Book ~ "Unthinkable" (2021) Brad Parks

From Goodreads ~ Nate Lovejoy is a self-proclaimed nobody, a stay-at-home dad who doesn’t believe he’s important to anyone but his wife and their two daughters. So it’s a shock when members of a powerful secret society kidnap and spirit Nate away to a mansion at the behest of their leader, Vanslow DeGange, who claims to know the future. He’s foreseen that a billion people could die - unless Nate acts.

It seems improbable, especially given what DeGange says will set this mass casualty incident in motion: a lawsuit against the biggest power company in Virginia, being brought by Nate’s wife, Jenny.

Nate quickly smells a scam being perpetrated by the power company. But at every turn, it becomes apparent there’s more to DeGange’s gift than Nate wants to acknowledge. A billion people really could die, and Nate might be the only one who can save them.

All he has to do is the unthinkable. 

Nate is a former lawyer and now a stay-at-home father of two young daughters.  His wife, Jenny, is a lawyer who is building a pro bono case against a large power company whose generators are suspected to be causing cancer in local residents.  

Nate is kidnapped one day and told that because of the ripple effect of his wife's case, billions will die.  So Nate is ordered he has to kill Jenny or he and his family will be killed.  

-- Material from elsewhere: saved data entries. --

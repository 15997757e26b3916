//! HTTP adapter for Notion's private `/api/v3` endpoints.

use async_trait::async_trait;
use reqwest::header::{COOKIE, HeaderValue};
use reqwest::{Client, Url};
use serde::Deserialize;
use serde::de::DeserializeOwned;
use serde_json::{Value, json};
use tracing::{debug, instrument, warn};

use crate::application::remote::{NotionApi, RemoteError};
use crate::config::NotionSettings;
use crate::domain::record_map::{
    DATABASE_BLOCK_TYPES, NotionUser, RecordMap, RecordTable, ViewResult,
};

const LOAD_PAGE_CHUNK: &str = "loadPageChunk";
const QUERY_COLLECTION: &str = "queryCollection";
const SYNC_RECORD_VALUES: &str = "syncRecordValues";
const PAGE_CHUNK_LIMIT: u32 = 100;
const COLLECTION_QUERY_LIMIT: u32 = 999;

#[derive(Clone, Debug)]
pub struct NotionClient {
    http: Client,
    base: Url,
    token: Option<String>,
    user_time_zone: String,
}

impl NotionClient {
    pub fn new(settings: &NotionSettings, user_time_zone: &str) -> Result<Self, RemoteError> {
        let http = Client::builder()
            .user_agent(Self::user_agent())
            .timeout(settings.request_timeout)
            .build()
            .map_err(|err| RemoteError::Configuration(err.to_string()))?;
        Ok(Self {
            http,
            base: settings.api_base_url.clone(),
            token: settings.token.clone(),
            user_time_zone: user_time_zone.to_string(),
        })
    }

    pub fn user_agent() -> &'static str {
        concat!("quire/", env!("CARGO_PKG_VERSION"))
    }

    async fn post<T: DeserializeOwned>(
        &self,
        endpoint: &'static str,
        body: &Value,
    ) -> Result<T, RemoteError> {
        let url = self
            .base
            .join(endpoint)
            .map_err(|err| RemoteError::Configuration(format!("invalid endpoint url: {err}")))?;

        let mut request = self.http.post(url).json(body);
        if let Some(token) = self.token.as_deref() {
            let cookie = HeaderValue::from_str(&format!("token_v2={token}"))
                .map_err(|err| RemoteError::Configuration(format!("invalid token: {err}")))?;
            request = request.header(COOKIE, cookie);
        }

        let response = request
            .send()
            .await
            .map_err(|err| RemoteError::transport(endpoint, err))?;
        let status = response.status();
        let bytes = response
            .bytes()
            .await
            .map_err(|err| RemoteError::transport(endpoint, err))?;
        if !status.is_success() {
            return Err(RemoteError::Status {
                endpoint,
                status: status.as_u16(),
                body: String::from_utf8_lossy(&bytes).into_owned(),
            });
        }

        serde_json::from_slice(&bytes).map_err(|err| RemoteError::decode(endpoint, err))
    }

    async fn query_collection(
        &self,
        collection_id: &str,
        view_id: &str,
    ) -> Result<QueryCollectionResponse, RemoteError> {
        let body = json!({
            "collection": { "id": collection_id },
            "collectionView": { "id": view_id },
            "loader": {
                "type": "reducer",
                "reducers": {
                    "collection_group_results": {
                        "type": "results",
                        "limit": COLLECTION_QUERY_LIMIT
                    }
                },
                "searchQuery": "",
                "userTimeZone": self.user_time_zone
            }
        });
        self.post(QUERY_COLLECTION, &body).await
    }
}

#[async_trait]
impl NotionApi for NotionClient {
    #[instrument(skip(self), level = "debug")]
    async fn fetch_page(&self, page_id: &str) -> Result<RecordMap, RemoteError> {
        let body = json!({
            "pageId": page_id,
            "limit": PAGE_CHUNK_LIMIT,
            "cursor": { "stack": [] },
            "chunkNumber": 0,
            "verticalColumns": false
        });
        let chunk: LoadPageChunkResponse = self.post(LOAD_PAGE_CHUNK, &body).await?;
        let mut record_map = chunk.record_map;

        let views: Vec<(String, String)> = record_map
            .block
            .values()
            .filter_map(|record| record.value.as_ref())
            .filter(|block| DATABASE_BLOCK_TYPES.contains(&block.kind.as_str()))
            .filter_map(|block| {
                let collection_id = block.collection_id.clone()?;
                Some(
                    block
                        .view_ids
                        .iter()
                        .map(move |view_id| (collection_id.clone(), view_id.clone())),
                )
            })
            .flatten()
            .collect();

        // A failed view query is skipped.
        for (collection_id, view_id) in views {
            let query = match self.query_collection(&collection_id, &view_id).await {
                Ok(query) => query,
                Err(err) => {
                    warn!(
                        collection_id,
                        view_id,
                        error = %err,
                        "collection view query failed"
                    );
                    continue;
                }
            };
            debug!(
                collection_id,
                view_id,
                blocks = query.record_map.block.len(),
                "queried collection view"
            );
            record_map
                .collection_query
                .entry(collection_id)
                .or_default()
                .insert(view_id, query.result.reducer_results);
            for (id, record) in query.record_map.block {
                record_map.block.entry(id).or_insert(record);
            }
            for (id, record) in query.record_map.collection {
                record_map.collection.entry(id).or_insert(record);
            }
        }

        Ok(record_map)
    }

    #[instrument(skip(self), level = "debug")]
    async fn fetch_users(
        &self,
        user_ids: &[String],
    ) -> Result<RecordTable<NotionUser>, RemoteError> {
        let requests: Vec<Value> = user_ids
            .iter()
            .map(|id| {
                json!({
                    "pointer": { "table": "notion_user", "id": id },
                    "version": -1
                })
            })
            .collect();
        let response: SyncRecordValuesResponse = self
            .post(SYNC_RECORD_VALUES, &json!({ "requests": requests }))
            .await?;
        Ok(response.record_map.notion_user)
    }
}

#[derive(Debug, Deserialize)]
struct LoadPageChunkResponse {
    #[serde(rename = "recordMap", default)]
    record_map: RecordMap,
}

#[derive(Debug, Deserialize)]
struct QueryCollectionResponse {
    #[serde(default)]
    result: QueryResult,
    #[serde(rename = "recordMap", default)]
    record_map: RecordMap,
}

#[derive(Debug, Default, Deserialize)]
struct QueryResult {
    #[serde(rename = "reducerResults", default)]
    reducer_results: ViewResult,
}

#[derive(Debug, Deserialize)]
struct SyncRecordValuesResponse {
    #[serde(rename = "recordMapWithRoles", alias = "recordMap", default)]
    record_map: UserRecordMap,
}

#[derive(Debug, Default, Deserialize)]
struct UserRecordMap {
    #[serde(default)]
    notion_user: RecordTable<NotionUser>,
}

He had been kidnapped by a secret society whose leader claims to be able see into the future.  Nate is disbelieving at first (he assumes it's the power company that had him kidnapped because of Jenny's case) but as he investigates, he is eventually convinced that this is indeed true.  As a reader, you have to leave your sense of belief at the door and go with it.  Though he obviously doesn't want to kill his wife, Nate is led to believe that this is his only course of action and he has to do the unthinkable.

I was liking the story up until the point where Nate was ready to shoot Jenny.  But then it took a weird turn that I shook my head over and I started losing interest because it became too fanciful.  I thought the ending was lame and unrealistic.

I liked the writing style.  It is written in first person perspective in Nate's voice and third person perspective when the focus is on Jenny (the chapters are labeled).